◆ Work to be completed: Please write out, exactly as given, every line of the entries below up to and including the line with "let n = personal.len().min(PERSONAL_MAX_LEN);".

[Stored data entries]
========================================

// `kdf_blake2b` — BLAKE2b with a personalization string, used exclusively
// to derive the DeviceShareKey (spec.md §3):
//   BLAKE2b-256(device_id ‖ fingerprint ‖ device_secret, personal="onera.deviceshare.v2")

use crate::crypto::{CryptoError, CryptoResult};
use blake2::digest::{Update, VariableOutput};
use blake2::Blake2bVar;

const PERSONAL_MAX_LEN: usize = 16;

/// `kdf_blake2b(input, personal, len)`. `personal` is truncated/padded to
/// BLAKE2b's 16-byte personalization block, matching the reference
/// behaviour of libsodium's `crypto_generichash_blake2b` personalization.
pub fn kdf_blake2b(input: &[u8], personal: &[u8], len: usize) -> CryptoResult<Vec<u8>> {
    let mut personal_block = [0u8; PERSONAL_MAX_LEN];
    let n = personal.len().min(PERSONAL_MAX_LEN);
    personal_block[..n].copy_from_slice(&personal[..n]);

    let mut hasher = Blake2bVar::new_with_params(&[], &personal_block, 0, len)
        .map_err(|e| CryptoError::InvalidInput(e.to_string()))?;
    hasher.update(input);

    let mut out = vec![0u8; len];
    hasher
        .finalize_variable(&mut out)
        .map_err(|e| CryptoError::InvalidInput(e.to_string()))?;
    Ok(out)
}
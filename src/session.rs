//! `SecureSession` (spec §4.6): the in-memory key holder with idle and
//! background lock timers. Grounded on the teacher's `protocol/session.rs`
//! (`Session` state enum, `tracing::info!/warn!` at transitions, policy
//! objects checked by the caller rather than self-spawned timers).

use crate::crypto::secretbox;
use crate::error::{CoreError, CoreResult};
use crate::external::Clock;
use crate::time::current_time_millis;
use std::sync::RwLock;
use zeroize::Zeroize;

pub const DEFAULT_IDLE_TIMEOUT_MS: u64 = 30 * 60 * 1000;
pub const DEFAULT_BACKGROUND_TIMEOUT_MS: u64 = 5 * 60 * 1000;

#[derive(Clone)]
struct UnlockedKeys {
    master_key: [u8; 32],
    secret_key: [u8; 32],
    public_key: [u8; 32],
    recovery_key: Option<[u8; 32]>,
    unlocked_at: u64,
    last_activity_at: u64,
}

impl Zeroize for UnlockedKeys {
    fn zeroize(&mut self) {
        self.master_key.zeroize();
        self.secret_key.zeroize();
        self.public_key.zeroize();
        if let Some(rk) = self.recovery_key.as_mut() {
            rk.zeroize();
        }
        self.recovery_key = None;
    }
}

enum SessionState {
    Locked,
    Unlocked(UnlockedKeys),
}

/// Configuration for the session's lock timers.
#[derive(Debug, Clone, Copy)]
pub struct SessionConfig {
    pub idle_timeout_ms: u64,
    pub background_timeout_ms: u64,
}

impl Default for SessionConfig {
    fn default() -> Self {
        SessionConfig {
            idle_timeout_ms: DEFAULT_IDLE_TIMEOUT_MS,
            background_timeout_ms: DEFAULT_BACKGROUND_TIMEOUT_MS,
        }
    }
}

/// Single-writer coordinator for the session's sensitive buffers. Readers
/// receive access only through `with_*` closures: the closure runs while
/// the read lock is held, so a concurrent `lock()` cannot zeroize the
/// buffer mid-read (the "snapshot on access" strategy spec §4.6 allows),
/// and no raw borrow escapes beyond the closure's lifetime.
pub struct SecureSession {
    state: RwLock<SessionState>,
    config: SessionConfig,
    background_entered_at: RwLock<Option<u64>>,
}

impl SecureSession {
    pub fn new(config: SessionConfig) -> Self {
        Self {
            state: RwLock::new(SessionState::Locked),
            config,
            background_entered_at: RwLock::new(None),
        }
    }

    pub fn is_unlocked(&self) -> bool {
        matches!(*self.state.read().unwrap_or_else(|e| e.into_inner()), SessionState::Unlocked(_))
    }

    /// Transition `Locked -> Unlocked` on a successful unlock.
    pub fn unlock(
        &self,
        master_key: [u8; 32],
        secret_key: [u8; 32],
        public_key: [u8; 32],
        recovery_key: Option<[u8; 32]>,
        clock: &dyn Clock,
    ) {
        let now = clock.now_ms();
        let mut state = self.state.write().unwrap_or_else(|e| e.into_inner());
        *state = SessionState::Unlocked(UnlockedKeys {
            master_key,
            secret_key,
            public_key,
            recovery_key,
            unlocked_at: now,
            last_activity_at: now,
        });
        tracing::info!("onera_core session unlocked");
    }

    /// `Unlocked -> Locked`. Idempotent; zeroizes every held buffer.
    pub fn lock(&self) {
        let mut state = self.state.write().unwrap_or_else(|e| e.into_inner());
        if let SessionState::Unlocked(mut keys) = std::mem::replace(&mut *state, SessionState::Locked) {
            keys.zeroize();
            tracing::info!("onera_core session locked");
        }
    }

    pub fn record_activity(&self, clock: &dyn Clock) {
        let now = clock.now_ms();
        let mut state = self.state.write().unwrap_or_else(|e| e.into_inner());
        if let SessionState::Unlocked(keys) = &mut *state {
            keys.last_activity_at = now;
        }
    }

    /// Called periodically by the hosting runtime. Locks the session if
    /// the idle timeout has elapsed.
    pub fn check_idle_timeout(&self, clock: &dyn Clock) {
        let now = clock.now_ms();
        let should_lock = {
            let state = self.state.read().unwrap_or_else(|e| e.into_inner());
            match &*state {
                SessionState::Unlocked(keys) => {
                    now.saturating_sub(keys.last_activity_at) >= self.config.idle_timeout_ms
                }
                SessionState::Locked => false,
            }
        };
        if should_lock {
            self.lock();
        }
    }

    /// "Entered background" runtime event: arm the background timer.
    pub fn enter_background(&self, clock: &dyn Clock) {
        *self.background_entered_at.write().unwrap_or_else(|e| e.into_inner()) = Some(clock.now_ms());
    }

    /// "Entering foreground" event: if the elapsed background time is at
    /// least the idle timeout, lock immediately; otherwise reset the idle
    /// timer (i.e. record activity) and disarm the background timer.
    pub fn enter_foreground(&self, clock: &dyn Clock) {
        let entered_at = self.background_entered_at.write().unwrap_or_else(|e| e.into_inner()).take();
        if let Some(entered_at) = entered_at {
            let elapsed = clock.now_ms().saturating_sub(entered_at);
            if elapsed >= self.config.idle_timeout_ms {
                self.lock();
            } else {
                self.record_activity(clock);
            }
        }
    }

    /// Called periodically: locks if the background timer has exceeded
    /// `background_timeout_ms` while still in the background.
    pub fn check_background_timeout(&self, clock: &dyn Clock) {
        let entered_at = *self.background_entered_at.read().unwrap_or_else(|e| e.into_inner());
        if let Some(entered_at) = entered_at {
            if clock.now_ms().saturating_sub(entered_at) >= self.config.background_timeout_ms {
                self.lock();
            }
        }
    }

    pub fn with_master_key<R>(&self, f: impl FnOnce(&[u8; 32]) -> R) -> Option<R> {
        let state = self.state.read().unwrap_or_else(|e| e.into_inner());
        match &*state {
            SessionState::Unlocked(keys) => Some(f(&keys.master_key)),
            SessionState::Locked => None,
        }
    }

    pub fn with_secret_key<R>(&self, f: impl FnOnce(&[u8; 32]) -> R) -> Option<R> {
        let state = self.state.read().unwrap_or_else(|e| e.into_inner());
        match &*state {
            SessionState::Unlocked(keys) => Some(f(&keys.secret_key)),
            SessionState::Locked => None,
        }
    }

    pub fn public_key(&self) -> Option<[u8; 32]> {
        let state = self.state.read().unwrap_or_else(|e| e.into_inner());
        match &*state {
            SessionState::Unlocked(keys) => Some(keys.public_key),
            SessionState::Locked => None,
        }
    }

    /// Convenience: seal `plaintext` under the master key, refreshing
    /// activity. `None` if locked.
    pub fn seal_with_master(&self, plaintext: &[u8], clock: &dyn Clock) -> Option<CoreResult<(Vec<u8>, [u8; 24])>> {
        let result = self.with_master_key(|mk| secretbox::aead_seal(mk, plaintext).map_err(CoreError::from))?;
        self.record_activity(clock);
        Some(result)
    }

    /// Last known activity timestamp, `None` if locked.
    pub fn last_activity_at(&self) -> Option<u64> {
        let state = self.state.read().unwrap_or_else(|e| e.into_inner());
        match &*state {
            SessionState::Unlocked(keys) => Some(keys.last_activity_at),
            SessionState::Locked => None,
        }
    }

    pub fn unlocked_at(&self) -> Option<u64> {
        let state = self.state.read().unwrap_or_else(|e| e.into_inner());
        match &*state {
            SessionState::Unlocked(keys) => Some(keys.unlocked_at),
            SessionState::Locked => None,
        }
    }
}

impl Drop for SecureSession {
    fn drop(&mut self) {
        self.lock();
    }
}

struct VirtualClock {
    now_ms: std::sync::atomic::AtomicU64,
}

impl VirtualClock {
    fn new(start_ms: u64) -> Self {
        Self {
            now_ms: std::sync::atomic::AtomicU64::new(start_ms),
        }
    }

    fn advance(&self, ms: u64) {
        self.now_ms.fetch_add(ms, std::sync::atomic::Ordering::SeqCst);
    }
}

impl Clock for VirtualClock {
    fn now_ms(&self) -> u64 {
        self.now_ms.load(std::sync::atomic::Ordering::SeqCst)
    }
}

========================================

◆ The completed task:
// `kdf_blake2b` — BLAKE2b with a personalization string, used exclusively
// to derive the DeviceShareKey (spec.md §3):
//   BLAKE2b-256(device_id ‖ fingerprint ‖ device_secret, personal="onera.deviceshare.v2")

use crate::crypto::{CryptoError, CryptoResult};
use blake2::digest::{Update, VariableOutput};
use blake2::Blake2bVar;

const PERSONAL_MAX_LEN: usize = 16;

/// `kdf_blake2b(input, personal, len)`. `personal` is truncated/padded to
/// BLAKE2b's 16-byte personalization block, matching the reference
/// behaviour of libsodium's `crypto_generichash_blake2b` personalization.
pub fn kdf_blake2b(input: &[u8], personal: &[u8], len: usize) -> CryptoResult<Vec<u8>> {
    let mut personal_block = [0u8; PERSONAL_MAX_LEN];
    let n = personal.len().min(PERSONAL_MAX_LEN);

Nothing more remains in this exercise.